Urgent requests outside the patient’s chart

Tasks that need to be completed sooner rather later (e.g., co-sign a level of care order to qualify for reimbursement) could be managed using one or more of the following tactics:

  1. Mark the patient’s record with a special indicator that could be viewed by a user who is logged into the electronic medical record, but not the patient’s chart (e.g., a patient list)
  2. Route the task through an escalating pathway outside the patient’s chart (message to an electronic medical record mailbox, secure text message to the provider, secure text message to provider’s supervisor). This tactic requires some understanding the members of the care team to reduce task routing errors.
  3. List the outstanding tasks in a work queue for subsequent triage in the event no user authorized to complete the task has logged into the electronic medical record or has access to their secure texting program

Health system leaders working within a clinical governance structure would have to determine what tasks meet this threshold to balance the interruption’s cost against the value to the organization.

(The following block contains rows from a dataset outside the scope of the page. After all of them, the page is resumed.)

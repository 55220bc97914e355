//! eyescalar-extract - Main entry point
//!
//! Scans a folder of fixation, message and saccade reports and writes the
//! per-session scalar tables plus a JSON dump of all session records.
//!
//! **Usage:**
//! ```bash
//! eyescalar-extract [--reports DIR] [--overview FILE] [--output DIR] \
//!     [--config FILE] [--dt-cutoff MS] [--failure-rate]
//! ```

use std::path::PathBuf;

use anyhow::{Context, Result};
use clap::Parser;
use eyescalar_common::config::{load_config, resolve_config_path};
use eyescalar_common::Overview;
use eyescalar_extract::{output, Extractor, ReportFiles};
use tracing::{info, warn};
use tracing_subscriber::{layer::SubscriberExt, reload, util::SubscriberInitExt};

const DEFAULT_REPORTS: &str = "./reports";
const DEFAULT_OVERVIEW: &str = "./overview.toml";
const DEFAULT_OUTPUT: &str = "./extracted_data";
const DEFAULT_LOG_LEVEL: &str = "info";

/// Command-line arguments for eyescalar-extract
#[derive(Parser, Debug)]
#[command(name = "eyescalar-extract")]
#[command(about = "Extract per-session scalars from eye-tracking reports")]
#[command(version)]
struct Args {
    /// Folder containing *_fix.xls, *_msg.xls and *_sac.xls reports
    #[arg(long, env = "EYESCALAR_REPORTS")]
    reports: Option<PathBuf>,

    /// Subject overview (TOML)
    #[arg(long, env = "EYESCALAR_OVERVIEW")]
    overview: Option<PathBuf>,

    /// Folder receiving the extracted tables
    #[arg(long, env = "EYESCALAR_OUTPUT")]
    output: Option<PathBuf>,

    /// Config file (overrides EYESCALAR_CONFIG)
    #[arg(long)]
    config: Option<PathBuf>,

    /// Inter-fixation gaps longer than this are truncated (ms)
    #[arg(long, env = "EYESCALAR_DT_CUTOFF")]
    dt_cutoff: Option<i64>,

    /// Run the density-based disc classifier and report failure rates
    #[arg(long)]
    failure_rate: bool,
}

fn main() -> Result<()> {
    let started = chrono::Utc::now();

    // Initialize tracing first; without RUST_LOG the configured level is
    // applied once the config file has been read
    let env_filter = tracing_subscriber::EnvFilter::try_from_default_env().ok();
    let level_from_env = env_filter.is_some();
    let (filter, filter_handle) = reload::Layer::new(
        env_filter.unwrap_or_else(|| tracing_subscriber::EnvFilter::new(DEFAULT_LOG_LEVEL)),
    );
    tracing_subscriber::registry()
        .with(filter)
        .with(tracing_subscriber::fmt::layer())
        .init();

    let args = Args::parse();

    let config_path = resolve_config_path(args.config.as_deref());
    let config = load_config(config_path.as_deref()).context("Failed to load configuration")?;
    if !level_from_env {
        filter_handle
            .reload(tracing_subscriber::EnvFilter::new(&config.logging.level))
            .context("Failed to apply configured log level")?;
    }

    info!(
        "Starting eyescalar-extract (git {}, built {})",
        env!("GIT_HASH"),
        env!("BUILD_TIMESTAMP")
    );

    let mut extraction = config.extraction;
    if let Some(cutoff) = args.dt_cutoff {
        extraction.dt_cutoff_ms = cutoff;
    }
    if args.failure_rate {
        extraction.failure_rate = true;
    }

    let reports = args
        .reports
        .or(config.paths.reports)
        .unwrap_or_else(|| PathBuf::from(DEFAULT_REPORTS));
    let overview_path = args
        .overview
        .or(config.paths.overview)
        .unwrap_or_else(|| PathBuf::from(DEFAULT_OVERVIEW));
    let output_dir = args
        .output
        .or(config.paths.output)
        .unwrap_or_else(|| PathBuf::from(DEFAULT_OUTPUT));

    info!(
        "Gap cutoff: {} ms, density classifier: {}",
        extraction.dt_cutoff_ms,
        if extraction.failure_rate { "on" } else { "off" }
    );

    let overview = Overview::load(&overview_path)
        .with_context(|| format!("Failed to load subject overview {}", overview_path.display()))?;
    info!("Loaded {} subjects from {}", overview.len(), overview_path.display());

    let files = ReportFiles::scan(&reports)
        .with_context(|| format!("Failed to scan report folder {}", reports.display()))?;
    if files.is_empty() {
        warn!("No report files found in {}", reports.display());
    }

    let extractor = Extractor::new(extraction, overview).context("Invalid extraction parameters")?;
    let results = extractor.run(&files).context("Extraction failed")?;

    let written = output::write_all(&results, &output_dir, extractor.config())
        .with_context(|| format!("Failed to write results to {}", output_dir.display()))?;

    let with_triggers = results.iter().filter(|r| r.triggers.is_some()).count();
    let with_saccades = results.iter().filter(|r| r.saccades.is_some()).count();
    info!(
        "Extracted {} sessions ({} with triggers, {} with saccades), {} files written to {} in {} ms",
        results.len(),
        with_triggers,
        with_saccades,
        written.len(),
        output_dir.display(),
        (chrono::Utc::now() - started).num_milliseconds()
    );

    Ok(())
}
//! Report file parsing
//!
//! **Purpose:** Turn the tab-separated report exports of the eye tracker into
//! typed records.
//!
//! All three report kinds share the same layout: one header line, one tab-separated
//! record per line, a trailing blank line. Decimal columns may use a comma as the
//! fractional separator.

use crate::error::{Error, Result};
use csv::StringRecord;
use std::path::Path;

/// One line of a fixation report
#[derive(Debug, Clone, PartialEq)]
pub struct FixationRecord {
    pub session_label: String,
    pub raw_time: i64,
    pub current_tag: String,
    pub previous_tag: String,
    pub next_tag: String,
    pub duration: i64,
    pub x: f64,
    pub y: f64,
}

/// One line of a message report
#[derive(Debug, Clone, PartialEq)]
pub struct MessageRecord {
    pub session_label: String,
    pub raw_time: i64,
    pub message: String,
}

/// One line of a saccade report
#[derive(Debug, Clone, PartialEq)]
pub struct SaccadeRecord {
    pub session_label: String,
    pub raw_time: i64,
    pub start_area: String,
    pub end_area: String,
    pub duration: i64,
    pub amplitude: f64,
    pub angle: f64,
    pub velocity_avg: f64,
    pub velocity_peak: f64,
    pub contains_blink: bool,
}

const FIXATION_FIELDS: usize = 8;
const MESSAGE_FIELDS: usize = 3;
const SACCADE_FIELDS: usize = 10;

/// One data line of a report with its 1-based line number
#[derive(Debug, Clone)]
pub struct ReportLine {
    pub line: usize,
    pub record: StringRecord,
}

/// Tab-separated reader over report content
///
/// The first line is the header. Quotes carry no meaning in the exports and
/// lines may carry more fields than the header names. Blank lines, including
/// the trailing one, are skipped.
pub fn reader(content: &str) -> csv::Reader<&[u8]> {
    csv::ReaderBuilder::new()
        .delimiter(b'\t')
        .has_headers(true)
        .flexible(true)
        .quoting(false)
        .from_reader(content.as_bytes())
}

/// Data lines of a report in file order
pub fn read_lines<'a>(content: &'a str, file: &'a Path) -> impl Iterator<Item = Result<ReportLine>> + 'a {
    reader(content).into_records().map(move |result| {
        let record = result.map_err(|err| Error::MalformedRecord {
            file: file.to_path_buf(),
            line: err.position().map_or(0, |p| p.line() as usize),
            reason: err.to_string(),
        })?;
        let line = record.position().map_or(0, |p| p.line() as usize);
        Ok(ReportLine { line, record })
    })
}

/// Parse a decimal that may use a comma as fractional separator
pub fn parse_decimal(field: &str) -> Option<f64> {
    field.trim().replace(',', ".").parse::<f64>().ok()
}

/// Fields of one line together with its error context
struct LineFields<'a> {
    record: &'a StringRecord,
    file: &'a Path,
    line: usize,
}

impl<'a> LineFields<'a> {
    fn new(line: &'a ReportLine, expected: usize, file: &'a Path) -> Result<Self> {
        let found = line.record.len();
        if found < expected {
            return Err(Error::MalformedRecord {
                file: file.to_path_buf(),
                line: line.line,
                reason: format!("expected {} fields, found {}", expected, found),
            });
        }
        Ok(Self {
            record: &line.record,
            file,
            line: line.line,
        })
    }

    fn malformed(&self, reason: String) -> Error {
        Error::MalformedRecord {
            file: self.file.to_path_buf(),
            line: self.line,
            reason,
        }
    }

    fn field(&self, index: usize) -> &'a str {
        &self.record[index]
    }

    fn text(&self, index: usize) -> String {
        self.field(index).to_string()
    }

    fn integer(&self, index: usize, name: &str) -> Result<i64> {
        let raw = self.field(index).trim();
        raw.parse::<i64>()
            .map_err(|_| self.malformed(format!("{} {:?} not recognized as number", name, raw)))
    }

    fn decimal(&self, index: usize, name: &str) -> Result<f64> {
        let raw = self.field(index);
        parse_decimal(raw)
            .ok_or_else(|| self.malformed(format!("{} {:?} not recognized as number", name, raw)))
    }

    /// Decimal where "." marks a missing value, read as 0.0
    fn decimal_or_dot(&self, index: usize, name: &str) -> Result<f64> {
        if self.field(index).trim() == "." {
            Ok(0.0)
        } else {
            self.decimal(index, name)
        }
    }
}

/// Parse one fixation report line
///
/// Fields: label, time, current area, previous area, next area, duration, x, y
pub fn parse_fixation(line: &ReportLine, file: &Path) -> Result<FixationRecord> {
    let fields = LineFields::new(line, FIXATION_FIELDS, file)?;
    Ok(FixationRecord {
        session_label: fields.text(0),
        raw_time: fields.integer(1, "time")?,
        current_tag: fields.text(2),
        previous_tag: fields.text(3),
        next_tag: fields.text(4),
        duration: fields.integer(5, "duration")?,
        x: fields.decimal(6, "x coordinate")?,
        y: fields.decimal(7, "y coordinate")?,
    })
}

/// Parse one message report line
///
/// Fields: label, time, message text
pub fn parse_message(line: &ReportLine, file: &Path) -> Result<MessageRecord> {
    let fields = LineFields::new(line, MESSAGE_FIELDS, file)?;
    Ok(MessageRecord {
        session_label: fields.text(0),
        raw_time: fields.integer(1, "time")?,
        message: fields.text(2),
    })
}

/// Parse one saccade report line
///
/// Fields: label, time, start area, end area, duration, amplitude, angle,
/// average velocity, peak velocity, contains blink
pub fn parse_saccade(line: &ReportLine, file: &Path) -> Result<SaccadeRecord> {
    let fields = LineFields::new(line, SACCADE_FIELDS, file)?;

    let blink_field = fields.field(9);
    let contains_blink = if blink_field.contains("true") {
        true
    } else if blink_field.contains("false") {
        false
    } else {
        return Err(fields.malformed(format!("{:?} not recognized as boolean", blink_field)));
    };

    Ok(SaccadeRecord {
        session_label: fields.text(0),
        raw_time: fields.integer(1, "time")?,
        start_area: fields.text(2),
        end_area: fields.text(3),
        duration: fields.integer(4, "duration")?,
        amplitude: fields.decimal_or_dot(5, "amplitude")?,
        angle: fields.decimal_or_dot(6, "angle")?,
        velocity_avg: fields.decimal_or_dot(7, "average velocity")?,
        velocity_peak: fields.decimal_or_dot(8, "peak velocity")?,
        contains_blink,
    })
}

Preparing for the next care setting

Hospital discharge planning is a process worthy of its own decision support. In addition to a checklist to make sure the necessary steps are completed, more advanced decision support could help identify those actions that have been suggested over the course of a hospital stay. Most clinical users will rely on history & physicals, consults, operative reports and discharge summaries to accurately capture a patient’s presentation and hospital course. Describing what findings were pursued and what diagnostic or treatment suggestions were not addressed is essential to help clinicians provide a seamless transition across care settings. Today, the work to determine the quality of a discharge summary is too time-intensive to be feasible. Applying currently available technology to this problem could allow real-time feedback to clinicians to improve the quality of their documentation.

Conclusion

The Office of the National Coordinator for Health Information Technology lists decision support as one of the reasons clinicians should adopt electronic medical records. Rather than require incorporating decision support within the electronic medical record, Medicare is moving toward electronic submission of quality measure performance for hospitalsand providers, implying some type of decision support or quality improvement drives clinicians to achieve specific outcomes. Updating electronic medical record decision support based on health information technology advancements and clinician readiness to adopt new workflows will help provide the suggested value gains when fully adopting health information technology when caring for patients.